Understanding the difference between “My Drive” and “Shared Drives” in Google Drive is important for effective team collaboration and file ownership within an organisation.

My Drive: #

  • Ownership: Files and folders created in or moved to “My Drive” are owned by the individual user.
  • Sharing: When you share from “My Drive,” you are granting others access to items you own. If you leave the organisation, your “My Drive” files (unless transferred by an administrator) typically go with your account.
  • Structure: You organise your “My Drive” as you see fit. Its structure is personal to you.
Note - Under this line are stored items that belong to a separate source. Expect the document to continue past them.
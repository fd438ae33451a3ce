//! # Plugwire Core Configuration Errors
//!
//! [`ConfigError`] covers everything that can go wrong between a wiring file
//! on disk and a parsed [`WiringConfig`](crate::config::WiringConfig).
use std::path::PathBuf;

use thiserror::Error;

#[derive(Debug, Error)]
pub enum ConfigError {
    #[error("I/O error reading wiring file '{path}': {source}")]
    Io {
        path: PathBuf,
        #[source]
        source: std::io::Error,
    },

    #[error("Unsupported configuration format: {0}")]
    UnsupportedFormat(String),

    #[error("Deserialization from '{format}' failed: {source}")]
    Parse {
        format: String,
        #[source]
        source: Box<dyn std::error::Error + Send + Sync + 'static>,
    },
}

impl ConfigError {
    pub fn io(source: std::io::Error, path: impl Into<PathBuf>) -> Self {
        ConfigError::Io {
            path: path.into(),
            source,
        }
    }

    pub fn parse<E>(format: impl Into<String>, source: E) -> Self
    where
        E: std::error::Error + Send + Sync + 'static,
    {
        ConfigError::Parse {
            format: format.into(),
            source: Box::new(source),
        }
    }
}
use std::cmp::Ordering;
use std::fmt;
use std::slice;
use std::sync::Arc;

use serde::{Deserialize, Serialize};

use crate::plugin_system::registry::{PluginRegistry, SimplePluginRegistry};
use crate::plugin_system::traits::{compare_order, Plugin};

/// Shareable total order over plugins (or any other components).
pub struct Comparator<T: ?Sized> {
    compare: Arc<dyn Fn(&T, &T) -> Ordering + Send + Sync>,
}

impl<T: ?Sized + 'static> Comparator<T> {
    /// Wrap an arbitrary comparison function
    pub fn from_fn<F>(compare: F) -> Self
    where
        F: Fn(&T, &T) -> Ordering + Send + Sync + 'static,
    {
        Self {
            compare: Arc::new(compare),
        }
    }

    /// Order ascending by a derived key
    pub fn by_key<K, F>(key: F) -> Self
    where
        K: Ord,
        F: Fn(&T) -> K + Send + Sync + 'static,
    {
        Self::from_fn(move |left: &T, right: &T| key(left).cmp(&key(right)))
    }

    /// Ascending by [`Plugin::as_ordered`] hints. Plugins without a hint sort
    /// last.
    pub fn default_order<S>() -> Self
    where
        T: Plugin<S>,
        S: ?Sized + 'static,
    {
        Self::from_fn(|left: &T, right: &T| compare_order::<T, S>(left, right))
    }

    /// The mirror image of [`default_order`](Self::default_order)
    pub fn reverse_order<S>() -> Self
    where
        T: Plugin<S>,
        S: ?Sized + 'static,
    {
        Self::default_order::<S>().reversed()
    }

    /// Same ordering, opposite sense
    pub fn reversed(&self) -> Self {
        let inner = Arc::clone(&self.compare);
        Self::from_fn(move |left: &T, right: &T| inner(left, right).reverse())
    }

    pub fn compare(&self, left: &T, right: &T) -> Ordering {
        (self.compare)(left, right)
    }
}

impl<T: ?Sized> Clone for Comparator<T> {
    fn clone(&self) -> Self {
        Self {
            compare: Arc::clone(&self.compare),
        }
    }
}

impl<T: ?Sized> fmt::Debug for Comparator<T> {
    fn fmt(&self, f: &mut fmt::Formatter<'_>) -> fmt::Result {
        f.debug_struct("Comparator").finish_non_exhaustive()
    }
}

/// Sense of a registry's priority ordering
#[derive(Debug, Clone, Copy, PartialEq, Eq, Default, Serialize, Deserialize)]
#[serde(rename_all = "lowercase")]
pub enum SortOrder {
    /// Lowest order value first
    #[default]
    Ascending,
    /// Highest order value first
    Descending,
}

/// Plugin registry that keeps its plugins sorted by a [`Comparator`].
///
/// Sorting happens once, at construction, and is stable: plugins that
/// compare equal keep their original relative order.
pub struct OrderAwarePluginRegistry<T: ?Sized, S: ?Sized> {
    inner: SimplePluginRegistry<T, S>,
    comparator: Comparator<T>,
}

impl<T, S> OrderAwarePluginRegistry<T, S>
where
    T: Plugin<S> + ?Sized + 'static,
    S: ?Sized + 'static,
{
    /// Empty registry using the default comparator
    pub fn empty() -> Self {
        Self::of_with(Vec::new(), Comparator::default_order::<S>())
    }

    /// Empty registry using the given comparator
    pub fn with_comparator(comparator: Comparator<T>) -> Self {
        Self::of_with(Vec::new(), comparator)
    }

    /// Registry over the given plugins using the default comparator
    pub fn of<I>(plugins: I) -> Self
    where
        I: IntoIterator<Item = Arc<T>>,
    {
        Self::of_with(plugins, Comparator::default_order::<S>())
    }

    /// Registry over possibly absent entries using the default comparator.
    /// Absent entries are dropped.
    pub fn of_nullable<I>(plugins: I) -> Self
    where
        I: IntoIterator<Item = Option<Arc<T>>>,
    {
        Self::of(plugins.into_iter().flatten())
    }

    /// Registry over the given plugins with the default order reversed
    pub fn of_reverse<I>(plugins: I) -> Self
    where
        I: IntoIterator<Item = Arc<T>>,
    {
        Self::of_with(plugins, Comparator::reverse_order::<S>())
    }

    /// Registry over the given plugins in the given sense of the default order
    pub fn of_sorted<I>(plugins: I, order: SortOrder) -> Self
    where
        I: IntoIterator<Item = Arc<T>>,
    {
        match order {
            SortOrder::Ascending => Self::of(plugins),
            SortOrder::Descending => Self::of_reverse(plugins),
        }
    }

    /// Registry over the given plugins sorted by `comparator`
    pub fn of_with<I>(plugins: I, comparator: Comparator<T>) -> Self
    where
        I: IntoIterator<Item = Arc<T>>,
    {
        let mut sorted: Vec<Arc<T>> = plugins.into_iter().collect();
        sorted.sort_by(|left, right| comparator.compare(left, right));
        Self {
            inner: SimplePluginRegistry::from_vec(sorted),
            comparator,
        }
    }

    /// Returns a new registry over the same plugins with the comparator
    /// inverted. `self` is left untouched.
    ///
    /// The plugins are re-sorted stably, so plugins that compare equal keep
    /// their relative order rather than being mirrored.
    pub fn reverse(&self) -> Self {
        Self::of_with(self.inner.plugins().iter().cloned(), self.comparator.reversed())
    }

    pub fn comparator(&self) -> &Comparator<T> {
        &self.comparator
    }
}

impl<T, S> PluginRegistry<T, S> for OrderAwarePluginRegistry<T, S>
where
    T: Plugin<S> + ?Sized,
    S: ?Sized,
{
    fn plugins(&self) -> &[Arc<T>] {
        self.inner.plugins()
    }
}

impl<T: ?Sized, S: ?Sized> Clone for OrderAwarePluginRegistry<T, S> {
    fn clone(&self) -> Self {
        Self {
            inner: self.inner.clone(),
            comparator: self.comparator.clone(),
        }
    }
}

impl<T, S> Default for OrderAwarePluginRegistry<T, S>
where
    T: Plugin<S> + ?Sized + 'static,
    S: ?Sized + 'static,
{
    fn default() -> Self {
        Self::empty()
    }
}

impl<T, S> fmt::Debug for OrderAwarePluginRegistry<T, S>
where
    T: Plugin<S> + ?Sized,
    S: ?Sized,
{
    fn fmt(&self, f: &mut fmt::Formatter<'_>) -> fmt::Result {
        f.debug_struct("OrderAwarePluginRegistry")
            .field("plugins", &self.inner)
            .finish_non_exhaustive()
    }
}

impl<'a, T, S> IntoIterator for &'a OrderAwarePluginRegistry<T, S>
where
    T: Plugin<S> + ?Sized,
    S: ?Sized,
{
    type Item = &'a Arc<T>;
    type IntoIter = slice::Iter<'a, Arc<T>>;

    fn into_iter(self) -> Self::IntoIter {
        self.inner.plugins().iter()
    }
}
Shared Drives (Formerly Team Drives): #

  • Ownership: Files and folders in a Shared Drive are owned by the team/organisation, not by an individual. This is a key difference.
  • Membership & Roles: Access is controlled by adding members (individuals or Google Groups) to the Shared Drive. Members are assigned roles with specific permissions:
    • Viewer: Can view files and folders.
    • Commenter: Can view and add comments.
    • Contributor: Can add files, edit files they’ve added or have been given edit access to. Can also add folders.
    • Content Manager: Can add, edit, move, delete, and share files and folders.
    • Manager: Has full control, including managing members, their access levels, Shared Drive settings, and deleting the Shared Drive itself.
  • Persistence: If a member who added files to a Shared Drive leaves the organisation, the files remain in the Shared Drive because the team/organisation owns them. This is a major advantage for business continuity and knowledge retention.
  • Structure: Managers of the Shared Drive typically define the folder structure, which is consistent for all members.
  • External Sharing: Managers can control if files and folders within the Shared Drive can be shared with people outside the organisation. Specific settings can also be applied at the folder level by Content Managers or Managers.

When to Use Which: #

  • My Drive: Best for:
    • Personal work-related files that don’t need to be team-owned or centrally managed.
    • Initial drafts or private notes before they are ready for team collaboration.
    • Files where you want to maintain individual ownership and control over sharing.
  • Shared Drives: **Highly recommended for:**
    • All project-related files and collaborative documents.
    • Team templates, shared resources, and company-wide policies.
    • Any files that should remain with the company even if team members change.
    • Ensuring consistent access, structure, and ownership for collaborative work.
    • Centralised management of important company data.

For most business and project work, using Shared Drives is the preferred approach to ensure data longevity and clear team ownership.